The investor would then pay interest on the loan that the broker gave him–the 50% value of the stocks. If the stocks increased in value then the investor got to keep all of the profit. When he sold he would pay off his debt to the broker. If the value of the stocks were to decrease below 50% (or some set level) of the price that they were bought at, there would be a “broker’s call” where the investor would have to give more money to the broker or sell the stock and pay off his debt. Basically when buying on margin, the stock is used as collateral.
When the stock loses money and falls below the margin, money is still owed to the broker. Once well-known economists warned that this “Bull Market” or rise in stocks was on the verge of ending and sold their shares back into the stock market, investors grew weary. This caused a week long collapse in the stock market, due to other investors following suit. Stock prices fell and fell, lowering the prices per share below the margin. As a result, bankers started calling investors, asking for their money back. Investors had to sell everything to pay back their debts, and many could not pay them back at all.
Thousands of banks failed as a result. Businesses closed, as they were unable to get credit (“The Great Depression…”). By 1932 with the country in economic shambles, something had to change to attempt to battle the growing panic and poverty in the nation. The Election of 1932 brought about a change in regime to the American government. Franklin D. Roosevelt, a democrat, defeated republican incumbent Herbert Hoover by a large margin. FDR promised a “New Deal” to fight the Depression. The “New Deal” programs developed more jobs to battle the climbing unemployment rates.
Some of Roosevelt’s programs were the Agricultural Adjustment Act, Civilian Conservation Corps, and the Social Security Act. The impact of Roosevelt’s programs can still be felt today. Without the “New Deal”, social security and the Federal Deposit Insurance Corporation would not exist. Each program of the New Deal had an intricate position to play in the resurrection of the United States of America’s economy. The Civilian Conservation Corps or CCC was created to fight unemployment. “The CCC was responsible for building many public works and created structures and trails in parks across the nation” (Kelly).
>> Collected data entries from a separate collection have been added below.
// CLASSIFICATION: COMMUNITY
// Filename: feedback.rs v0.2
// Author: Lukas Bower
// Date Modified: 2026-10-16

//! Feedback boundary: what the pipeline reports for each accepted toggle,
//! and where triggering frames are saved.

use std::fs::{self, File};
use std::io::BufWriter;
use std::path::{Path, PathBuf};

use chrono::{DateTime, Utc};
use image::codecs::jpeg::JpegEncoder;
use log::info;
use sha2::{Digest, Sha256};

use crate::camera::Frame;
use crate::store::EventType;

/// Emitted once per accepted transition.
#[derive(Debug, Clone, PartialEq, Eq)]
pub struct Feedback {
    pub identity: String,
    pub display_name: String,
    pub event_type: EventType,
    pub timestamp: DateTime<Utc>,
}

impl Feedback {
    pub fn message(&self) -> &'static str {
        match self.event_type {
            EventType::Login => "Logged In",
            EventType::Logout => "Logged Out",
        }
    }
}

/// Consumer of feedback, typically a display.
pub trait FeedbackSink {
    fn emit(&mut self, feedback: &Feedback);
}

/// Prints one line per transition to stdout.
#[derive(Debug, Default)]
pub struct ConsoleSink;

impl FeedbackSink for ConsoleSink {
    fn emit(&mut self, feedback: &Feedback) {
        println!(
            "[{}] {} ({}) {}",
            feedback.timestamp.to_rfc3339(),
            feedback.display_name,
            feedback.identity,
            feedback.message()
        );
    }
}

/// Sends transitions to the `log` facade.
#[derive(Debug, Default)]
pub struct LogSink;

impl FeedbackSink for LogSink {
    fn emit(&mut self, feedback: &Feedback) {
        info!(
            "{} {} at {}",
            feedback.identity,
            feedback.event_type,
            feedback.timestamp.to_rfc3339()
        );
    }
}

/// Collects feedback in memory.
impl FeedbackSink for Vec<Feedback> {
    fn emit(&mut self, feedback: &Feedback) {
        self.push(feedback.clone());
    }
}

/// Saves the frame behind each transition as a JPEG.
#[derive(Debug, Clone)]
pub struct SnapshotWriter {
    dir: PathBuf,
}

impl SnapshotWriter {
    pub fn new(dir: impl Into<PathBuf>) -> Self {
        Self { dir: dir.into() }
    }

    pub fn dir(&self) -> &Path {
        &self.dir
    }

    /// File a snapshot for `identity` at `ts` is written to.
    ///
    /// The name carries a short digest of the raw identity, so identities
    /// that sanitize to the same text still get distinct files.
    pub fn path_for(&self, identity: &str, ts: DateTime<Utc>) -> PathBuf {
        let safe: String = identity.chars().map(file_safe).collect();
        let digest = Sha256::digest(identity.as_bytes());
        let tag = hex::encode(&digest[..4]);
        self.dir.join(format!("{safe}-{tag}-{}.jpg", ts.timestamp_millis()))
    }

    pub fn write(&self, path: &Path, frame: &Frame) -> Result<(), image::ImageError> {
        fs::create_dir_all(&self.dir)?;
        let out = BufWriter::new(File::create(path)?);
        JpegEncoder::new(out).encode_image(&frame.image.to_rgb8())?;
        Ok(())
    }
}

fn file_safe(c: char) -> char {
    if c.is_ascii_alphanumeric() || c == '-' || c == '_' {
        c
    } else {
        '_'
    }
}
Another popular program was the TVA or Tennessee Valley Authority. Martin Kelly describes the TVA as this, “The Tennessee Valley Authority was established in 1933 to develop the economy in the Tennessee Valley region which had been hit extremely hard by the Great Depression. ” Some of the jobs these workers performed were the building of roads, dams, and the planting of trees. The Social Security Act was another program created by FDR. It created pensions for retirees and gave consumers the confidence to spend more money. These types of jobs improved towns and brought money into worker’s pockets.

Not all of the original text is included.